Paterson-Hamlin’s kids like travelling by bike because they get to look around. “They like that they’re sat up and can wave hello to people,” she says. She’s found that the bike is a great conversation starter, and often people tell her that they respect her for taking her kids along.
But her favourite part of biking is how oriented it makes her feel in the place she’s committed to. “I know where I am in the community in terms of direction – when something changes, you’re more present to it,” she says. “Biking gives me that small-town feeling, like it’s made me feel more connected to where we live.”
Alana Cotton: The preferred route into the city
Alana Cotton and her partner realised that biking was such a good option that now all their daily commutes are done by bike. As a colourist who works on films, “sitting in a dark room all day,” she says wryly, getting to be outside and move her body is a valuable change from looking at a screen. Formerly living in Te Atatu and now in New Windsor, she says that biking more gives her energy for the day.
“For health and speed and ease, it’s a massive improvement,” she says. She’s gotten into the habit of finding quiet streets that are easier to bike on when there aren’t bike lanes. “My commute is so much faster,” she says.
“When the weather is bad, the traffic is bad so it feels better to be on a bike than on the road,” she says. She’ll bike even if it’s raining or cold, the movement of her wheels dependable and animating – a connection to nature that provides necessary contrast from her work. “It really invigorates me; it’s almost like when you’re tired is when you need the most exercise,” she says.

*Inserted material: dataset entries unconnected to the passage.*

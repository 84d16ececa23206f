//! Token counting for context budgeting
//!
//! Counts produced here are approximations meant for deciding when a conversation
//! is getting long. They are not billing-accurate and never fail: an unknown model
//! name falls back to the default encoding.
//!
//! # Examples
//!
//! ```rust
//! use modelhub::{HeuristicEncoder, TokenEncoder};
//!
//! let encoder = HeuristicEncoder::default();
//! let tokens = encoder.count("gpt-4o", "Hello, world!");
//! assert!(tokens > 0);
//! ```

/// Flat charge for every image part in multi-part content.
pub const IMAGE_TOKEN_COST: usize = 85;

/// Maps text to a token count under a model-specific vocabulary.
///
/// Implementations must be infallible. Plug in a real BPE tokenizer by
/// implementing this trait and passing it to
/// [`Context::estimate_tokens`](crate::Context::estimate_tokens).
pub trait TokenEncoder: Send + Sync {
    fn count(&self, model: &str, text: &str) -> usize;
}

/// Subword vocabulary families
#[derive(Debug, Clone, Copy, PartialEq, Eq)]
pub enum Encoding {
    /// gpt-4, gpt-3.5-turbo and the embedding models
    Cl100kBase,
    /// gpt-4o, gpt-4.1 and the o-series reasoning models
    O200kBase,
}

impl Encoding {
    /// Encoding used when the model is not recognized.
    pub const DEFAULT: Encoding = Encoding::Cl100kBase;

    /// Resolve the encoding for a model name, if the family is known.
    ///
    /// Provider prefixes such as `openai/` (OpenRouter style) are ignored.
    pub fn for_model(model: &str) -> Option<Self> {
        let name = model.rsplit('/').next().unwrap_or(model).to_lowercase();

        const O200K: &[&str] = &["gpt-4o", "gpt-4.1", "gpt-4.5", "gpt-5", "o1", "o3", "o4"];
        const CL100K: &[&str] = &["gpt-4", "gpt-3.5", "text-embedding-3", "text-embedding-ada"];

        if O200K.iter().any(|prefix| name.starts_with(prefix)) {
            Some(Encoding::O200kBase)
        } else if CL100K.iter().any(|prefix| name.starts_with(prefix)) {
            Some(Encoding::Cl100kBase)
        } else {
            None
        }
    }

    /// Average number of ASCII word characters merged into one token.
    fn chars_per_token(&self) -> usize {
        match self {
            Encoding::Cl100kBase => 4,
            Encoding::O200kBase => 5,
        }
    }

    /// Approximate the subword count of `text`.
    ///
    /// Runs of ASCII letters and digits are split into chunks of
    /// `chars_per_token`; whitespace is folded into the following word; every
    /// other character (punctuation, symbols, CJK) costs one token.
    pub fn count(&self, text: &str) -> usize {
        let per_token = self.chars_per_token();
        let mut tokens = 0;
        let mut run = 0usize;

        for ch in text.chars() {
            if ch.is_ascii_alphanumeric() {
                run += 1;
                continue;
            }
            tokens += run.div_ceil(per_token);
            run = 0;
            if !ch.is_whitespace() {
                tokens += 1;
            }
        }

        tokens + run.div_ceil(per_token)
    }
}

/// Character-class heuristic encoder, selecting an [`Encoding`] by model family.
#[derive(Debug, Clone, Copy)]
pub struct HeuristicEncoder {
    fallback: Encoding,
}

impl HeuristicEncoder {
    pub fn new(fallback: Encoding) -> Self {
        Self { fallback }
    }

    pub fn encoding_for(&self, model: &str) -> Encoding {
        Encoding::for_model(model).unwrap_or(self.fallback)
    }
}

impl Default for HeuristicEncoder {
    fn default() -> Self {
        Self::new(Encoding::DEFAULT)
    }
}

impl TokenEncoder for HeuristicEncoder {
    fn count(&self, model: &str, text: &str) -> usize {
        self.encoding_for(model).count(text)
    }
}

#[cfg(test)]
mod tests {
    use super::*;

    #[test]
    fn test_encoding_for_model() {
        assert_eq!(Encoding::for_model("gpt-4o-mini"), Some(Encoding::O200kBase));
        assert_eq!(Encoding::for_model("o3-mini"), Some(Encoding::O200kBase));
        assert_eq!(Encoding::for_model("gpt-4-turbo"), Some(Encoding::Cl100kBase));
        assert_eq!(Encoding::for_model("gpt-3.5-turbo"), Some(Encoding::Cl100kBase));
        assert_eq!(
            Encoding::for_model("openai/gpt-4o"),
            Some(Encoding::O200kBase)
        );
        assert_eq!(Encoding::for_model("doubao-pro-256k-241115"), None);
    }

    #[test]
    fn test_unknown_model_uses_fallback() {
        let encoder = HeuristicEncoder::default();
        assert_eq!(encoder.encoding_for("qwen2.5-32b-instruct"), Encoding::DEFAULT);
        assert_eq!(
            encoder.count("qwen2.5-32b-instruct", "hello"),
            Encoding::DEFAULT.count("hello")
        );
    }

    #[test]
    fn test_count_empty() {
        assert_eq!(Encoding::Cl100kBase.count(""), 0);
        assert_eq!(Encoding::O200kBase.count("   "), 0);
    }

    #[test]
    fn test_count_words_and_punctuation() {
        // "Hello" -> 2, "," -> 1, "world" -> 2, "!" -> 1
        assert_eq!(Encoding::Cl100kBase.count("Hello, world!"), 6);
        // "Hello" -> 1, "," -> 1, "world" -> 1, "!" -> 1
        assert_eq!(Encoding::O200kBase.count("Hello, world!"), 4);
    }

    #[test]
    fn test_count_role_labels() {
        assert_eq!(Encoding::Cl100kBase.count("user"), 1);
        assert_eq!(Encoding::Cl100kBase.count("system"), 2);
        assert_eq!(Encoding::Cl100kBase.count("assistant"), 3);
    }

    #[test]
    fn test_count_cjk_per_character() {
        assert_eq!(Encoding::Cl100kBase.count("解答用户问题"), 6);
    }
}
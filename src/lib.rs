//! # modelhub
//!
//! Conversation state and request orchestration for OpenAI-compatible chat
//! completion APIs.
//!
//! ## Overview
//!
//! modelhub keeps an ordered conversation history, sends it to a chat completion
//! endpoint (blocking or async), records the reply, and can recover JSON from
//! free-form model output. Any provider speaking the OpenAI chat protocol works;
//! shortcuts exist for:
//! - OpenAI
//! - OpenRouter
//! - Volcengine Ark
//! - DMX API (cn and global)
//!
//! ## Key Features
//!
//! - **Anchored History**: One system message, always first, survives resets
//! - **Image Turns**: Base64 blobs or URLs mixed with text in one user turn
//! - **Blocking and Async**: `send_blocking()` and `send().await` share one pipeline
//! - **Graceful Degradation**: Network and model failures never abort a session
//! - **Structured Output**: Best-effort JSON extraction from fenced or inline replies
//! - **Token Estimation**: Model-aware approximate counts for budgeting
//!
//! ## Quick Start
//!
//! ```rust,no_run
//! use modelhub::{Dialog, Provider, SendRequest};
//!
//! #[tokio::main]
//! async fn main() -> Result<(), Box<dyn std::error::Error>> {
//!     // Key is read from OPENAI_API_KEY
//!     let mut dialog = Dialog::from_provider(Provider::OpenAI, "gpt-4o", "You are a helpful assistant")?;
//!
//!     let outcome = dialog.send("What's the capital of France?").await?;
//!     println!("{}", outcome.reply());
//!
//!     // Second turn - the dialog remembers previous context
//!     let outcome = dialog
//!         .send(SendRequest::new("Give its population as JSON").format_output(true))
//!         .await?;
//!     println!("{}", outcome.reply());
//!
//!     println!("~{} tokens used", dialog.token_count());
//!     Ok(())
//! }
//! ```
//!
//! ## Architecture
//!
//! - **types**: Messages, content parts, sampling parameters, wire formats
//! - **context**: The conversation history container
//! - **dialog**: The request/response cycle and its failure policy
//! - **client**: Completion client traits and the HTTP implementation
//! - **config**: Provider table and credential/endpoint wiring
//! - **extract**: JSON recovery from model text
//! - **tokens**: Token estimation
//! - **error**: Error type and `Result` alias

// ============================================================================
// MODULE DECLARATIONS
// ============================================================================

/// Completion client traits (async and blocking) and the OpenAI-compatible HTTP client.
mod client;

/// Provider table mapping each provider to its credential variable and endpoint.
mod config;

/// Conversation history anchored by a fixed system message.
mod context;

/// Request cycle: append turns, dispatch, recover failures, record the reply.
mod dialog;

/// Error types and conversions.
mod error;

/// Candidate-extractor chain recovering JSON values from reply text.
mod extract;

/// Token estimation for context budgeting.
mod tokens;

/// Core type definitions for messages, content parts, and request payloads.
mod types;

// ============================================================================
// PUBLIC EXPORTS
// ============================================================================

// --- Completion Clients ---

pub use client::{BlockingCompletionClient, CompletionClient, HttpCompletionClient};

// --- Provider Configuration ---

pub use config::{BASE_URL_ENV, DEFAULT_TIMEOUT, Provider, ProviderConfig, get_base_url};

// --- Conversation ---

pub use context::Context;
pub use dialog::{Dialog, DialogBuilder, JSON_FORMAT_INSTRUCTION, SendOutcome, SendRequest};

// --- Error Handling ---

pub use error::{Error, Result};

// --- Structured Output ---

pub use extract::{
    CandidateExtractor, DEFAULT_EXTRACTORS, Reply, bracket_span, extract_json,
    extract_json_with, fenced_json_block, try_extract_json, whole_text,
};

// --- Token Estimation ---

pub use tokens::{Encoding, HeuristicEncoder, IMAGE_TOKEN_COST, TokenEncoder};

// --- Core Types ---

pub use types::{Content, ContentPart, ImageDetail, ImageUrl, Message, MessageRole, SamplingParams};

// ============================================================================
// CONVENIENCE PRELUDE
// ============================================================================

/// Most commonly used types. Import with `use modelhub::prelude::*;`.
pub mod prelude {
    pub use crate::{
        Context, Dialog, Error, Message, MessageRole, Provider, ProviderConfig, Reply, Result,
        SendOutcome, SendRequest,
    };
}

She likes paths where she feels more separated from the traffic. “I like the Northwestern Path because there aren’t many road crossings,” she says. “The more you’re off the road the better.”
Cotton’s favourite way to get into town is via the Northwestern path, where she can then turn off to go home. “It’s such a beautiful path,” she says. “Then when you get into the city it can be a little tight for the number of people on it, but I can see that there are more paths being put in.”

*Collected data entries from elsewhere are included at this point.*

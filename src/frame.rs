use crate::argon::{get, number_entries, ArgonBackend, Three};
use crate::constants::{REALITY_CHANGE_EVENT, UPDATE_EVENT};
use crate::dom::ElementTextSink;
use crate::payload::RawArgonState;
use geo_core::{FrameOutcome, FrameState, TelemetrySession};
use std::cell::RefCell;
use std::rc::Rc;
use wasm_bindgen::closure::Closure;
use wasm_bindgen::{JsCast, JsValue};

pub type Session = TelemetrySession<ArgonBackend, ElementTextSink>;

/// Pulls the bits of `event.argonState` the telemetry needs. Anything missing
/// or malformed reads as absent.
pub fn read_frame_state(event: &JsValue) -> FrameState {
    let state = get(event, "argonState");
    let raw = RawArgonState {
        frame_number: state
            .as_ref()
            .and_then(|s| get(s, "frameNumber"))
            .and_then(|n| n.as_f64()),
        cartographic_degrees: state
            .as_ref()
            .and_then(|s| get(s, "position"))
            .and_then(|p| get(&p, "cartographicDegrees"))
            .and_then(|c| number_entries(&c)),
    };
    raw.into_frame_state()
}

/// Registers the reality-change and per-frame handlers on the threestrap
/// instance. Both share the one session.
pub fn wire_session(three: &Three, session: Rc<RefCell<Session>>) {
    let session_reality = session.clone();
    let reality_closure = Closure::wrap(Box::new(move |_event: JsValue| {
        session_reality.borrow_mut().on_reality_change();
    }) as Box<dyn FnMut(JsValue)>);
    three.on(REALITY_CHANGE_EVENT, reality_closure.as_ref().unchecked_ref());
    reality_closure.forget();

    let update_closure = Closure::wrap(Box::new(move |event: JsValue| {
        let state = read_frame_state(&event);
        if session.borrow_mut().on_frame(&state) == FrameOutcome::Written {
            log::trace!("[frame] {:?} status written", state.frame_number);
        }
    }) as Box<dyn FnMut(JsValue)>);
    three.on(UPDATE_EVENT, update_closure.as_ref().unchecked_ref());
    update_closure.forget();
}
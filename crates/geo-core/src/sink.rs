/// Plain-text output surface: each write replaces what is displayed.
pub trait TextSink {
    fn write(&mut self, text: &str);
}

impl<T: TextSink + ?Sized> TextSink for &mut T {
    fn write(&mut self, text: &str) {
        (**self).write(text)
    }
}

impl<T: TextSink + ?Sized> TextSink for Box<T> {
    fn write(&mut self, text: &str) {
        (**self).write(text)
    }
}

/// In-memory sink that keeps every write.
#[derive(Clone, Debug, Default)]
pub struct RecordingSink {
    writes: Vec<String>,
}

impl RecordingSink {
    pub fn writes(&self) -> &[String] {
        &self.writes
    }

    pub fn write_count(&self) -> usize {
        self.writes.len()
    }

    /// Text currently on display.
    pub fn current(&self) -> Option<&str> {
        self.writes.last().map(String::as_str)
    }
}

impl TextSink for RecordingSink {
    fn write(&mut self, text: &str) {
        self.writes.push(text.to_string());
    }
}
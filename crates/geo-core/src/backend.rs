use crate::error::SceneError;
use crate::geo::GeoReading;
use crate::scene::{GeoAnchor, Marker};
use glam::DVec3;

/// The AR context provider and renderer the session is wired into.
///
/// `Node` is the scene node the provider keeps in sync with an anchor's
/// resolved transform; `Object` is a renderable hung underneath it.
pub trait ArBackend {
    type Node;
    type Object;

    fn object_from_anchor(&mut self, anchor: &GeoAnchor) -> Result<Self::Node, SceneError>;

    fn create_marker(&mut self, marker: &Marker) -> Result<Self::Object, SceneError>;

    fn attach(&mut self, parent: &Self::Node, child: &Self::Object) -> Result<(), SceneError>;

    /// Current resolved `[lon, lat, height]` of the anchor, if known.
    fn cartographic_degrees(&self, anchor: &GeoAnchor, node: &Self::Node) -> GeoReading;

    fn camera_world_position(&self) -> DVec3;

    fn world_position(&self, object: &Self::Object) -> DVec3;
}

Kahn Bury: The pleasures of biking along the creek
Kahn Bury is a nurse, parent and grandmother who lives in West Auckland. She describes herself as “a granny from Glen Eden”. She bought an ebike just before lockdown. “It was so handy – I try to get out lots in the summer,” she says. She particularly likes finding bike lanes to connect different parts of the city: she once got all the way to Ōtāhuhu, mostly on bike lanes, before realising that she should turn around before she ran out of battery.
She’s also biked to Bethells Beach. “That was a bit scary, there’s no bicycle track, and it’s an 80k road,” she says, but the view was worth it.
Mostly, Bury likes to bike on the weekend. Her kids and grandchildren, who are between eight and 12, live in Henderson Valley. Getting a bike was a way to get to visit them more easily and more often. In a group, they bike along the stream path to the corban centre. “We like all going then having a stop somewhere, having a coffee. It’s a flat path with lots of things to see.”
Another favourite path goes to the Tūī Glen reserve, where there’s a big playground that her grandkids love. They also enjoy getting a treat after a biking trip. “They like the exercise and the treat at the end, it’s like a carrot,” she says.
The ebike helps Bury keep up with her zippy grandkids. When they were learning to bike, she remembered how much she’d enjoyed the freedom of biking as a kid “in the old days”, even though she hadn’t cycled regularly for many years. “I thought: this is neat!” she says. “However, they’ve gotten faster as they get older and I don’t have the same power.”